A veces ponía muñequitos en el castillo, caballeros con armaduras, caballos, reyes, princesas y dragones. Los muñecos vivían sus aventuras entre aquellas paredes de arena. Los castillos eran atacados por ejércitos enemigos y destruídos con bolas de arena o pisoteados por despiadados gigantes.


Un día construyó un enorme castillo. Un castillo tan grande que podía entrar en él. Y entró por su puerta y recorrió sus pasadizos, y subió por la escalera que conducía a la muralla y se paseó por ella. Sintió la brisa en la muralla y contempló el mar. Ese mar que cada día destrozaba sus creaciones. En aquel castillo tan enorme se sintió fuerte y poderoso. Pero el mar es siempre mucho más fuerte. Una ola más grande que las demás derrumbó la torre sobre la que se encontraba, y él cayó en la blanda arena, medio enterrado.


Oyó como siempre los gritos apremiantes de su madre:


- ¡Carlos, corre a quitarte la arena, que pareces una croqueta!

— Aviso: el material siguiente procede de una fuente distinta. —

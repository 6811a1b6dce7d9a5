//! Monte Carlo CVaR evaluation of committing to one action now.

use std::collections::BTreeMap;

use crate::config::CVAR_ALPHA_CEILING;
use crate::engine_view::EngineView;
use crate::scenario::{ActionKind, ZoneId};
use crate::sim_rng::{perturb_rainfall, RandomSource};

/// Sizing of one evaluation.
#[derive(Debug, Clone, Copy, PartialEq)]
pub struct RolloutParams {
    pub horizon: usize,
    pub samples: usize,
    /// Tail level; CVaR averages the worst `1 - alpha` of losses.
    pub alpha: f64,
}

/// Loss distribution of one candidate.
#[derive(Debug, Clone, PartialEq)]
pub struct RolloutOutcome {
    pub cvar: f64,
    pub mean_loss: f64,
    /// Ascending.
    pub losses: Vec<f64>,
    /// Mean damage per zone across rollouts.
    pub zone_damage: BTreeMap<ZoneId, f64>,
}

/// Evaluate applying `action` to `zone` (or every zone when `None`) for the
/// first simulated hour only, then no further mitigation.
///
/// Each rollout copies the current storages, perturbs every hour's rainfall
/// independently and accumulates `risk × damage_scale` across zones and
/// hours. A rollout's loss is the action's nominal cost plus that damage.
pub fn evaluate_rollout(
    view: &EngineView<'_>,
    action: &ActionKind,
    zone: Option<&str>,
    params: RolloutParams,
    rng: &mut dyn RandomSource,
) -> RolloutOutcome {
    let cost = action.nominal_cost();
    if params.horizon == 0 {
        return RolloutOutcome {
            cvar: cost,
            mean_loss: cost,
            losses: vec![cost],
            zone_damage: BTreeMap::new(),
        };
    }

    let alpha = params.alpha.clamp(0.0, CVAR_ALPHA_CEILING);
    let effect = action.mitigation_effect();
    let mut losses = Vec::with_capacity(params.samples);
    let mut zone_damage_sum: BTreeMap<ZoneId, f64> =
        view.zones().map(|(id, _, _)| (id.clone(), 0.0)).collect();

    for _ in 0..params.samples {
        let mut storages: Vec<f64> = view.zones().map(|(_, _, s)| s).collect();
        let mut total_damage = 0.0;

        for h in 0..params.horizon {
            let rain = perturb_rainfall(view.config.rain_at(view.hour + h), rng);

            for ((id, zp, _), (storage, sum)) in view
                .zones()
                .zip(storages.iter_mut().zip(zone_damage_sum.values_mut()))
            {
                let targeted = zone.map_or(true, |z| z == id.as_str());
                let applied = if h == 0 && targeted { effect } else { 0.0 };

                let (next, risk) = view.advance_zone(*storage, rain, applied, zp);
                *storage = next;
                let damage = risk * zp.damage_scale;
                total_damage += damage;
                *sum += damage;
            }
        }

        losses.push(cost + total_damage);
    }

    losses.sort_by(f64::total_cmp);
    let runs = params.samples.max(1) as f64;
    let zone_damage = zone_damage_sum
        .into_iter()
        .map(|(id, sum)| (id, sum / runs))
        .collect();

    RolloutOutcome {
        cvar: tail_mean(&losses, alpha),
        mean_loss: mean(&losses),
        losses,
        zone_damage,
    }
}

/// Mean of `sorted[floor(alpha·n)..]`, or of the single worst sample when
/// that tail is empty. 0.0 for no samples.
pub fn tail_mean(sorted: &[f64], alpha: f64) -> f64 {
    let Some(&worst) = sorted.last() else {
        return 0.0;
    };
    let start = (alpha * sorted.len() as f64).floor() as usize;
    match sorted.get(start..) {
        Some(tail) if !tail.is_empty() => mean(tail),
        _ => worst,
    }
}

fn mean(values: &[f64]) -> f64 {
    if values.is_empty() {
        0.0
    } else {
        values.iter().sum::<f64>() / values.len() as f64
    }
}
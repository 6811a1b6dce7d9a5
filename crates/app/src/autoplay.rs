//! Default mode: play one scenario end to end, always taking the engine's
//! advice, then log the scorecard.

use std::path::PathBuf;

use bevy::prelude::*;

use simulation::session::StepResult;
use simulation::session_requests::{RequestSource, SessionOutcome, SessionRequest};
use simulation::summary::GameSummary;

use crate::engine::{build_engine_app, submit};

#[derive(Debug, Clone, PartialEq)]
pub struct AutoplayOptions {
    pub scenario_id: String,
    pub seed: Option<u64>,
    pub locale: String,
    pub replay_out: Option<PathBuf>,
}

pub fn run_autoplay(options: &AutoplayOptions) -> Result<GameSummary, String> {
    let mut app = build_engine_app();
    play(&mut app, options)
}

fn play(app: &mut App, options: &AutoplayOptions) -> Result<GameSummary, String> {
    let started = match submit(
        app,
        RequestSource::Autoplay,
        SessionRequest::Start {
            scenario_id: options.scenario_id.clone(),
            seed: options.seed,
        },
    ) {
        SessionOutcome::Started(started) => started,
        other => return Err(describe_failure(other)),
    };
    let game_id = started.game_id;

    let mut last = started.initial;
    while !(last.state.done || last.state.game_over) {
        log_hour(&last);
        let advice = last.recommendation.clone();
        last = match submit(
            app,
            RequestSource::Autoplay,
            SessionRequest::Step {
                game_id,
                action: advice.action,
                zone_id: advice.zone_id,
            },
        ) {
            SessionOutcome::Stepped(result) => result,
            other => return Err(describe_failure(other)),
        };
    }

    if let Some(path) = &options.replay_out {
        match submit(app, RequestSource::Autoplay, SessionRequest::Replay { game_id }) {
            SessionOutcome::Replay(replay) => {
                save::write_replay(path, &replay).map_err(|e| e.to_string())?;
            }
            other => return Err(describe_failure(other)),
        }
    }

    let summary = match submit(
        app,
        RequestSource::Autoplay,
        SessionRequest::Summary {
            game_id,
            locale: options.locale.clone(),
        },
    ) {
        SessionOutcome::Summary(summary) => summary,
        other => return Err(describe_failure(other)),
    };

    info!(
        "{}: score {} ({:?}), damage {:.1}, cost {:.1}, trust {:.1}",
        summary.ending_title,
        summary.final_score,
        summary.end_reason,
        summary.total_damage,
        summary.total_cost,
        summary.final_trust
    );
    info!("{}", summary.ending_description);
    Ok(summary)
}

fn log_hour(result: &StepResult) {
    let advice = &result.recommendation;
    info!(
        "t={} budget={:.1} trust={:.1} risk={:?} -> {} {}",
        result.t,
        result.state.budget,
        result.state.trust,
        result.forecast.risk_mean,
        advice.action,
        advice.zone_id.as_deref().unwrap_or("all zones")
    );
    for event in &result.events {
        info!("  {event}");
    }
}

fn describe_failure(outcome: SessionOutcome) -> String {
    match outcome {
        SessionOutcome::Error(message) => message,
        other => format!("unexpected outcome: {other:?}"),
    }
}
//! Replay archives: a session's full history, bitcode-encoded behind a
//! checksummed header.
//!
//! An archive is read-only once written. Loading one gives back the
//! [`SessionReplay`] for review; it never resumes the session.

use std::fs;
use std::path::Path;

use bevy::prelude::*;
use simulation::session::SessionReplay;

use crate::atomic_write::atomic_write;
use crate::file_header::{unwrap_header, wrap_with_header};
use crate::replay_error::ReplayError;

/// Encode `replay` into archive bytes (header + payload).
pub fn encode_replay(replay: &SessionReplay) -> Result<Vec<u8>, ReplayError> {
    let payload = bitcode::encode(replay);
    if u32::try_from(payload.len()).is_err() {
        return Err(ReplayError::Encode(format!(
            "payload of {} bytes does not fit the archive header",
            payload.len()
        )));
    }
    Ok(wrap_with_header(&payload))
}

/// Validate the header of `bytes` and decode the replay it carries.
pub fn decode_replay(bytes: &[u8]) -> Result<SessionReplay, ReplayError> {
    let (_, payload) = unwrap_header(bytes)?;
    Ok(bitcode::decode(payload)?)
}

/// Write `replay` to `path` atomically. Returns the number of bytes written.
pub fn write_replay(path: &Path, replay: &SessionReplay) -> Result<usize, ReplayError> {
    let bytes = encode_replay(replay)?;
    atomic_write(path, &bytes)?;
    info!(
        "Replay archive written: {} ({} hours, {} bytes)",
        path.display(),
        replay.history.len(),
        bytes.len()
    );
    Ok(bytes.len())
}

pub fn read_replay(path: &Path) -> Result<SessionReplay, ReplayError> {
    let bytes = fs::read(path)?;
    decode_replay(&bytes)
}
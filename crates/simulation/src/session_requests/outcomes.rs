use serde::Serialize;

use crate::directory::{SessionStatus, StartedGame};
use crate::scenario::ScenarioListing;
use crate::session::{SessionReplay, StepResult};
use crate::summary::GameSummary;

#[derive(Debug, Clone, Serialize, PartialEq)]
pub enum SessionOutcome {
    Scenarios(Vec<ScenarioListing>),
    Reloaded { count: usize },
    Started(StartedGame),
    Stepped(StepResult),
    State(SessionStatus),
    Replay(SessionReplay),
    Summary(GameSummary),
    /// Invalid input or a failed reload; the message is client-facing.
    Error(String),
}

impl SessionOutcome {
    pub fn is_success(&self) -> bool {
        !matches!(self, SessionOutcome::Error(_))
    }

    /// Extract the error message if present.
    pub fn error(&self) -> Option<&str> {
        match self {
            SessionOutcome::Error(message) => Some(message.as_str()),
            _ => None,
        }
    }
}
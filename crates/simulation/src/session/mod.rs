//! The per-game state machine: `ACTIVE` until every hour is played (`done`)
//! or trust runs out (`game_over`), after which steps are no-ops.

mod error;
mod game;
#[cfg(test)]
mod tests;
mod types;

pub use error::SessionError;
pub use game::{GameSession, SessionRng, SessionState};
pub use types::{
    FailureReason, Observation, Reward, SessionReplay, StateSnapshot, StepEvent, StepResult,
    ZoneState,
};
//! Built-in storm scenarios used when no scenario directory is configured.

use std::collections::BTreeMap;

use super::types::{
    ActionDefinition, DisplayText, ScenarioConfig, ScenarioSpec, ZoneParameters,
};

/// Hours in a built-in scenario.
const BUILTIN_HOURS: usize = 24;

/// Piecewise-linear storm profile: flat base, linear rise to the peak,
/// linear fall back towards base, then a drier tail at 60% of base.
#[derive(Debug, Clone, Copy, PartialEq)]
pub struct RainShape {
    pub base: f64,
    pub peak: f64,
    pub rise_start: usize,
    pub rise_end: usize,
    pub fall_end: usize,
}

impl RainShape {
    /// Hourly rainfall, rounded to 0.01 mm.
    pub fn build_series(&self, hours: usize) -> Vec<f64> {
        (0..hours)
            .map(|h| {
                let value = if h < self.rise_start {
                    self.base
                } else if h <= self.rise_end {
                    let span = (self.rise_end - self.rise_start + 1) as f64;
                    self.base + (self.peak - self.base) * ((h - self.rise_start) as f64 / span)
                } else if h <= self.fall_end {
                    let span = (self.fall_end - self.rise_end + 1) as f64;
                    self.peak - (self.peak - self.base) * ((h - self.rise_end) as f64 / span)
                } else {
                    (self.base * 0.6).max(0.0)
                };
                (value * 100.0).round() / 100.0
            })
            .collect()
    }
}

fn zone(a: f64, b: f64, c: f64, threshold: f64, damage_scale: f64) -> ZoneParameters {
    ZoneParameters {
        a,
        b,
        c,
        threshold,
        damage_scale,
    }
}

fn text(en: &str, zh: &str) -> DisplayText {
    DisplayText::Localized(BTreeMap::from([
        ("en".to_string(), en.to_string()),
        ("zh".to_string(), zh.to_string()),
    ]))
}

fn city_zones() -> BTreeMap<String, ZoneParameters> {
    BTreeMap::from([
        ("industrial".to_string(), zone(0.80, 0.10, 0.50, 5.0, 6.0)),
        ("residential".to_string(), zone(0.85, 0.12, 0.60, 4.5, 10.0)),
        ("lowland".to_string(), zone(0.90, 0.15, 0.70, 3.5, 12.0)),
    ])
}

fn city_actions() -> BTreeMap<String, ActionDefinition> {
    BTreeMap::from([
        ("none".to_string(), ActionDefinition { cost: 0.0, effect: 0.0 }),
        ("pump".to_string(), ActionDefinition { cost: 8.0, effect: 4.0 }),
        ("sandbag".to_string(), ActionDefinition { cost: 4.0, effect: 1.5 }),
        ("funding".to_string(), ActionDefinition { cost: 12.0, effect: 30.0 }),
    ])
}

fn storm(
    id: &str,
    name: DisplayText,
    description: DisplayText,
    initial_budget: f64,
    shape: RainShape,
) -> ScenarioSpec {
    ScenarioSpec {
        id: id.to_string(),
        name,
        description,
        time_step_hr: 1,
        config: ScenarioConfig::new(
            initial_budget,
            city_zones(),
            city_actions(),
            shape.build_series(BUILTIN_HOURS),
        ),
    }
}

/// The `weak`, `medium` and `strong` storms.
pub fn builtin_scenarios() -> Vec<ScenarioSpec> {
    vec![
        storm(
            "weak",
            text("Passing Shower", "短暫陣雨"),
            text("Light afternoon rain. A quiet shift.", "午後短暫降雨，相對平靜的值勤。"),
            60.0,
            RainShape {
                base: 0.2,
                peak: 1.0,
                rise_start: 6,
                rise_end: 10,
                fall_end: 16,
            },
        ),
        storm(
            "medium",
            text("Plum Rain Front", "梅雨鋒面"),
            text(
                "A persistent front with a long wet peak.",
                "滯留鋒面帶來長時間降雨。",
            ),
            50.0,
            RainShape {
                base: 1.5,
                peak: 6.0,
                rise_start: 4,
                rise_end: 11,
                fall_end: 18,
            },
        ),
        storm(
            "strong",
            text("Typhoon Landfall", "颱風登陸"),
            text(
                "Extreme rainfall. Every hour counts.",
                "極端降雨，分秒必爭。",
            ),
            40.0,
            RainShape {
                base: 5.0,
                peak: 60.0,
                rise_start: 3,
                rise_end: 8,
                fall_end: 16,
            },
        ),
    ]
}
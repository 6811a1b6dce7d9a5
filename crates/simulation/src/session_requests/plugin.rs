//! Plugin that wires up the session-request subsystem: queue, executor, and log.

use bevy::prelude::*;

use super::executor::execute_session_requests;
use super::result_log::SessionResultLog;
use super::SessionRequestQueue;

/// Registers the request queue, result log, and executor system.
pub struct SessionRequestsPlugin;

impl Plugin for SessionRequestsPlugin {
    fn build(&self, app: &mut App) {
        app.init_resource::<SessionRequestQueue>();
        app.init_resource::<SessionResultLog>();

        app.add_systems(Update, execute_session_requests);
    }
}
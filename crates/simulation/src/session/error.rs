use std::fmt;

/// Invalid input to a session operation. Nothing is mutated when one of
/// these is returned.
#[derive(Debug, Clone, PartialEq, Eq)]
pub enum SessionError {
    UnknownScenario(String),
    UnknownSession(String),
    UnknownAction(String),
    UnknownZone(String),
}

impl fmt::Display for SessionError {
    fn fmt(&self, f: &mut fmt::Formatter<'_>) -> fmt::Result {
        match self {
            SessionError::UnknownScenario(id) => write!(f, "Scenario not found: {id}"),
            SessionError::UnknownSession(id) => write!(f, "Game session not found: {id}"),
            SessionError::UnknownAction(id) => write!(f, "Unknown action: {id}"),
            SessionError::UnknownZone(id) => write!(f, "Unknown zone: {id}"),
        }
    }
}

impl std::error::Error for SessionError {}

Carlos corrió hacia el mar, con los restos de su castillo en su cabeza, en la espalda, en su tripa, en los brazos… Devolvió el castillo al mar, ese mar que siempre venía a buscar lo que consideraba suyo. Pero el niño sabía que el mar nunca podría llevarse una cosa: la semilla del nuevo castillo que crecía dentro de sí. Un nuevo castillo de agua y arena, bajo el sol de verano, mirando al mar. Y como un valeroso caballero que protege su gran tesoro, salió corriendo del agua, burlándose de las olas que le perseguían.